# Dataset entries:
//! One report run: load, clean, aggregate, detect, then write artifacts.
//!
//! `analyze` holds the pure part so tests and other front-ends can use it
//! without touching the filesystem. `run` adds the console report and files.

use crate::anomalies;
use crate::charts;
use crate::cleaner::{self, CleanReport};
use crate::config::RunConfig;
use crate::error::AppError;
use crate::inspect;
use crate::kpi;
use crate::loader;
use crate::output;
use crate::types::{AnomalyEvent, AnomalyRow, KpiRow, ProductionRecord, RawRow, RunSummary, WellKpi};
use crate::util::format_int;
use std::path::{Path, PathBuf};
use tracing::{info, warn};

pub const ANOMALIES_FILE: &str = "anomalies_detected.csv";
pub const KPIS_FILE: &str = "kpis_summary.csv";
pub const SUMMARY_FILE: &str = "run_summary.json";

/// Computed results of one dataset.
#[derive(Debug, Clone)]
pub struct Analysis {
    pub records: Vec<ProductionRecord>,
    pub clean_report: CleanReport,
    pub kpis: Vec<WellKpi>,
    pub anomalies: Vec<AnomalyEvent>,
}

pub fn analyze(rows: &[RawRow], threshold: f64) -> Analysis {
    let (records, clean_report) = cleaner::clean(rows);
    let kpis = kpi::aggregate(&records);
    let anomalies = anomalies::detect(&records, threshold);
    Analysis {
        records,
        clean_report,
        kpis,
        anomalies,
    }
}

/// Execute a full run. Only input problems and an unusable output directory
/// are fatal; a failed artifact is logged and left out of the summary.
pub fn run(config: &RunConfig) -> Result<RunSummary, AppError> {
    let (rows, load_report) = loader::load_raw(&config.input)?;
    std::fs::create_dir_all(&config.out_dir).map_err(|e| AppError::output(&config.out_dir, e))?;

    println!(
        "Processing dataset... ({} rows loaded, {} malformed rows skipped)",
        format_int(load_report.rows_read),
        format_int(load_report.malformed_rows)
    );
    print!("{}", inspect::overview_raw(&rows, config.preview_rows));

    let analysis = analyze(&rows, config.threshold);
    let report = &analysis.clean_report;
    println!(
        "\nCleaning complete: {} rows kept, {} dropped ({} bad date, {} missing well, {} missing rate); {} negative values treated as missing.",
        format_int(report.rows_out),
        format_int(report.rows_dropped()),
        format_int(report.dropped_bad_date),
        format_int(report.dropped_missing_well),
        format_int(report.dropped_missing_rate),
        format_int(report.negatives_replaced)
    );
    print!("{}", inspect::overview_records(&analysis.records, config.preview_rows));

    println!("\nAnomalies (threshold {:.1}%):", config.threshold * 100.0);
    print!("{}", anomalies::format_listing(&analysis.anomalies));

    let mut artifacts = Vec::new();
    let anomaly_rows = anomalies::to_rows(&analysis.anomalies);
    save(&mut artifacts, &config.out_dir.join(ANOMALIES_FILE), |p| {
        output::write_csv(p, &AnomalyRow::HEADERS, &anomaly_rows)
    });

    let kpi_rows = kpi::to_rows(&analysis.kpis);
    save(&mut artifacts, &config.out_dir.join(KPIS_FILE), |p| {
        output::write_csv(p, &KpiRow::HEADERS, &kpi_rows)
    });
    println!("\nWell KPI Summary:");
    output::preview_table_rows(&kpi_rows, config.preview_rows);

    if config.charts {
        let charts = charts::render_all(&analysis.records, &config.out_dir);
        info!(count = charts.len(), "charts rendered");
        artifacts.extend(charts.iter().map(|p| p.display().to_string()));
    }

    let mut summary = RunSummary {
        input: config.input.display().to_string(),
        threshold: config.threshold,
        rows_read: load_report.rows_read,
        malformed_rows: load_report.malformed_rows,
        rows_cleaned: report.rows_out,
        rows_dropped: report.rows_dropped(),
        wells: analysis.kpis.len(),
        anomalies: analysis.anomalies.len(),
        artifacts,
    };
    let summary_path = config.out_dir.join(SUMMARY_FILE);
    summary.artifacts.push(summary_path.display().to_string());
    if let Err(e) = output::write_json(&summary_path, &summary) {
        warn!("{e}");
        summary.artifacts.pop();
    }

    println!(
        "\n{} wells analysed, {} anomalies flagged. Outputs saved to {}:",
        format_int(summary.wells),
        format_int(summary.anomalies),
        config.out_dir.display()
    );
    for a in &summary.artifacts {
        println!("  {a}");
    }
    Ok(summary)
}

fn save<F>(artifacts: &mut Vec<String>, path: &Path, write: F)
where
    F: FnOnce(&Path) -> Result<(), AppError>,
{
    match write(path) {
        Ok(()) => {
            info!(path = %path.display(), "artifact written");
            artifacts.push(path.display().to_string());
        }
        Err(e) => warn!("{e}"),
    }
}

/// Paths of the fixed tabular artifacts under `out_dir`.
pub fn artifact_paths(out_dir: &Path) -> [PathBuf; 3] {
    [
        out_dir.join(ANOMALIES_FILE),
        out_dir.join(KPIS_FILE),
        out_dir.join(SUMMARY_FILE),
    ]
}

==

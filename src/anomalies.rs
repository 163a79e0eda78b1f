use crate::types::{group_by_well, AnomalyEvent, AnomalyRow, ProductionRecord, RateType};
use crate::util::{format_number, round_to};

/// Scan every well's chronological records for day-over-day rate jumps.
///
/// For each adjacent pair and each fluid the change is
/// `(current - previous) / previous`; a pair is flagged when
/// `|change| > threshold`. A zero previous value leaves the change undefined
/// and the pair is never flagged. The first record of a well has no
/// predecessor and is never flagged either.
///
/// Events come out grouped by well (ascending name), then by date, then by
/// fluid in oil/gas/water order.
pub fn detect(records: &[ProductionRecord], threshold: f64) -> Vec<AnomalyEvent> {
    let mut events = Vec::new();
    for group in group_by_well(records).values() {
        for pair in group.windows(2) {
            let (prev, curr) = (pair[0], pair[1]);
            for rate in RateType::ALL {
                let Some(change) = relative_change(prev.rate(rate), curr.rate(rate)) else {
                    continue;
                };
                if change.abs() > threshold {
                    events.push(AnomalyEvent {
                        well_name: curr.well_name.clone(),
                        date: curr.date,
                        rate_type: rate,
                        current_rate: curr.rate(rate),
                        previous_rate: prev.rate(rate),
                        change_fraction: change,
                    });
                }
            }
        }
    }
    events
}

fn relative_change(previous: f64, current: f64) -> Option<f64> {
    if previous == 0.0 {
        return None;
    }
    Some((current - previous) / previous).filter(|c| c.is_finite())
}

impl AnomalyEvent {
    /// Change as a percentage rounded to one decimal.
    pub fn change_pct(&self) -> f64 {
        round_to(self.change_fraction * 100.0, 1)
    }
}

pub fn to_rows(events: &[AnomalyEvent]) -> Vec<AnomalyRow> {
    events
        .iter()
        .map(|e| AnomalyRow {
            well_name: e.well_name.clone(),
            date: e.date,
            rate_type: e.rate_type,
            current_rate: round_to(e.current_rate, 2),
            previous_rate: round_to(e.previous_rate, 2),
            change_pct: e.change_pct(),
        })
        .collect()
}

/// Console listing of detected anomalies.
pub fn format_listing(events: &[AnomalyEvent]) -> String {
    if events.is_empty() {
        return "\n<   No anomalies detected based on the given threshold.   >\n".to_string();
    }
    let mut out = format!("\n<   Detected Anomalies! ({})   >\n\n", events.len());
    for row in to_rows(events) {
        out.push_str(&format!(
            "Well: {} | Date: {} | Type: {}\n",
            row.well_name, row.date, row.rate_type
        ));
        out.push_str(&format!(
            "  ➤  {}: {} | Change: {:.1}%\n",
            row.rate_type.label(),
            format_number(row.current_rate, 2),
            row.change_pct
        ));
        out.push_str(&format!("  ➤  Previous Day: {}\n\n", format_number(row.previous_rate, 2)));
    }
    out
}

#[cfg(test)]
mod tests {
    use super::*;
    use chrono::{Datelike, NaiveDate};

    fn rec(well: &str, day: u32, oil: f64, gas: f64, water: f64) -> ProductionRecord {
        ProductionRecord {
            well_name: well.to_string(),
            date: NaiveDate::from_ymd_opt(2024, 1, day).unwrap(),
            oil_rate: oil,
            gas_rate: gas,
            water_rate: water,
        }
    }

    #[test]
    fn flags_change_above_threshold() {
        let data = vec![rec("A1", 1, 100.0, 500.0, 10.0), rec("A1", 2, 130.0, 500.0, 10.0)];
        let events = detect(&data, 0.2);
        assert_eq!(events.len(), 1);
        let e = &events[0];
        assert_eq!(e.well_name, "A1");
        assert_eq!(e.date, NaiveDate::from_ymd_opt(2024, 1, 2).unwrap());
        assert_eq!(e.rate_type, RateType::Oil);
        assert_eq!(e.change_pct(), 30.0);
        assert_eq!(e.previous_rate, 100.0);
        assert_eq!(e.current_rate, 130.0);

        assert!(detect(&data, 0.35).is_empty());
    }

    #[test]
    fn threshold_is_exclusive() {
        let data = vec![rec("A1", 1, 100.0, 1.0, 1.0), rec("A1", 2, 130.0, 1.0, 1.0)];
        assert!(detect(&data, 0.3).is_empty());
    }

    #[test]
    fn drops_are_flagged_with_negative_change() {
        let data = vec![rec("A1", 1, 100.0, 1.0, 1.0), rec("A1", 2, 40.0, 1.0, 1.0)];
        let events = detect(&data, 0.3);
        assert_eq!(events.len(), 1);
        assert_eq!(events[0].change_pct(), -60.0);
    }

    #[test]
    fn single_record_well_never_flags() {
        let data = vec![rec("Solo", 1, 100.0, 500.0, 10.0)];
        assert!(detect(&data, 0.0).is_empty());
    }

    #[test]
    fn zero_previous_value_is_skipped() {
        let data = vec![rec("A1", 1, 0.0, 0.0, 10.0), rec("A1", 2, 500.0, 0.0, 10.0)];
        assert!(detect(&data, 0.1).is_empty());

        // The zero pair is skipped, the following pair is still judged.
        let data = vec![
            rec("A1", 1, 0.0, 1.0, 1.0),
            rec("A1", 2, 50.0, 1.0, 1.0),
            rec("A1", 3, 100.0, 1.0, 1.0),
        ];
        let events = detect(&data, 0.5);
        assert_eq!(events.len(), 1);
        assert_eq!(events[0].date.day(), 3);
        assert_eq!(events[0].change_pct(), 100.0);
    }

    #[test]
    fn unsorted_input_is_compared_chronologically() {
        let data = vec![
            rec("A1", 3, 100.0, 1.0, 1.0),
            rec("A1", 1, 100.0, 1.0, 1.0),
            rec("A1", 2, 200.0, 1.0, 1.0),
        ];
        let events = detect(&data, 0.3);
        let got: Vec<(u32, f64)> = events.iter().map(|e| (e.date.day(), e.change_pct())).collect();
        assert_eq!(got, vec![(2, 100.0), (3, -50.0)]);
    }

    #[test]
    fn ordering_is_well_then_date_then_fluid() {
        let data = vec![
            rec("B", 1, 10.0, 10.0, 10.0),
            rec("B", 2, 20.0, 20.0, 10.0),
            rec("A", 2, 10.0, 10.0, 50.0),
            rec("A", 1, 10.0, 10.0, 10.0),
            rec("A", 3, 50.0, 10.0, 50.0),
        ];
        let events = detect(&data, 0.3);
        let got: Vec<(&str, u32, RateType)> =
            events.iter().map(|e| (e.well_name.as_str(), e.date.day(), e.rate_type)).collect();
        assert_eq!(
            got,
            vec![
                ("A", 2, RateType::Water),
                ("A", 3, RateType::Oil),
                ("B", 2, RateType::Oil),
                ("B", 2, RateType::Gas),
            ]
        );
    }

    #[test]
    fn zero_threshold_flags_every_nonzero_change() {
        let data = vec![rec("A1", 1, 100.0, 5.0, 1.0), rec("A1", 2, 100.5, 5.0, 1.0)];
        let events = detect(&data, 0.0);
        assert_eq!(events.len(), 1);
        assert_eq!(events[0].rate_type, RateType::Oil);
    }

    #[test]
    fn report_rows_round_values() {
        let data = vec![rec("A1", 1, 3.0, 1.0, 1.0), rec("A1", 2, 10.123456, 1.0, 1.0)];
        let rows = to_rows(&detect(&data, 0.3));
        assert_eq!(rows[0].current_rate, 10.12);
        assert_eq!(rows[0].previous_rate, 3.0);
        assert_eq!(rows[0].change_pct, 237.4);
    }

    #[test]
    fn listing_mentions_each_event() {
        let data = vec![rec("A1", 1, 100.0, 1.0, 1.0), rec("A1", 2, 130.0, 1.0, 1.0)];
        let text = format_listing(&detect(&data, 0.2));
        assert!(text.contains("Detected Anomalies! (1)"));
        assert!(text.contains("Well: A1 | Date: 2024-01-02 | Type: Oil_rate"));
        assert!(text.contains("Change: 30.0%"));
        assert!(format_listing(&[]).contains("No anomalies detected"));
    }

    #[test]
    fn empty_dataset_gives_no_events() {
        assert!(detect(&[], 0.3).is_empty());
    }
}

...

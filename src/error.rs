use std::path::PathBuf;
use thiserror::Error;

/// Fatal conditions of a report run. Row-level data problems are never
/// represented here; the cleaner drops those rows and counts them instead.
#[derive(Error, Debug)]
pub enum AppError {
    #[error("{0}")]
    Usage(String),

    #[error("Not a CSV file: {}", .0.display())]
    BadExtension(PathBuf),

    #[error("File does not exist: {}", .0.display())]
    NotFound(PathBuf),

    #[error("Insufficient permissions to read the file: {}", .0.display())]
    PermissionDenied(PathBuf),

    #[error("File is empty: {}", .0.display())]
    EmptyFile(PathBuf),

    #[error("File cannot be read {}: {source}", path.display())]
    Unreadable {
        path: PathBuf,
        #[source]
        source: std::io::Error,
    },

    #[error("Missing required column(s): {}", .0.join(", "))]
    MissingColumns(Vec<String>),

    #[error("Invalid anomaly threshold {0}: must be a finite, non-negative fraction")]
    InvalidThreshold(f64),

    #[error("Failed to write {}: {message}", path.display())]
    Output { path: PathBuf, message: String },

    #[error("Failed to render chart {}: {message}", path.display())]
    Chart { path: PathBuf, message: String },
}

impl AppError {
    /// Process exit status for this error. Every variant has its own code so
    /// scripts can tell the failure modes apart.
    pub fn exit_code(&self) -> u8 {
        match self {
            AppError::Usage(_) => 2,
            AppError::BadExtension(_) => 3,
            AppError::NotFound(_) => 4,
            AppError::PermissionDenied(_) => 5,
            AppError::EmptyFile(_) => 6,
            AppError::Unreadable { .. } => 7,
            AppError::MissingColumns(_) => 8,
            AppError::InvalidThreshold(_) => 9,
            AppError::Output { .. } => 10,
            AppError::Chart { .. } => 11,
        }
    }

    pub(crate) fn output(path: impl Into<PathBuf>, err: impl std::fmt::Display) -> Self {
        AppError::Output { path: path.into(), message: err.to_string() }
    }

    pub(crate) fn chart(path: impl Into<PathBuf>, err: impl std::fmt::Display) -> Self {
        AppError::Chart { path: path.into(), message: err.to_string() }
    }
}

# Directions:
Pull each line containing the word "records" out of the data above.

# Written solution:
    pub records: Vec<ProductionRecord>,
    let (records, clean_report) = cleaner::clean(rows);
    let kpis = kpi::aggregate(&records);
    let anomalies = anomalies::detect(&records, threshold);
        records,
    print!("{}", inspect::overview_records(&analysis.records, config.preview_rows));
        let charts = charts::render_all(&analysis.records, &config.out_dir);
/// Scan every well's chronological records for day-over-day rate jumps.
pub fn detect(records: &[ProductionRecord], threshold: f64) -> Vec<AnomalyEvent> {
    for group in group_by_well(records).values() {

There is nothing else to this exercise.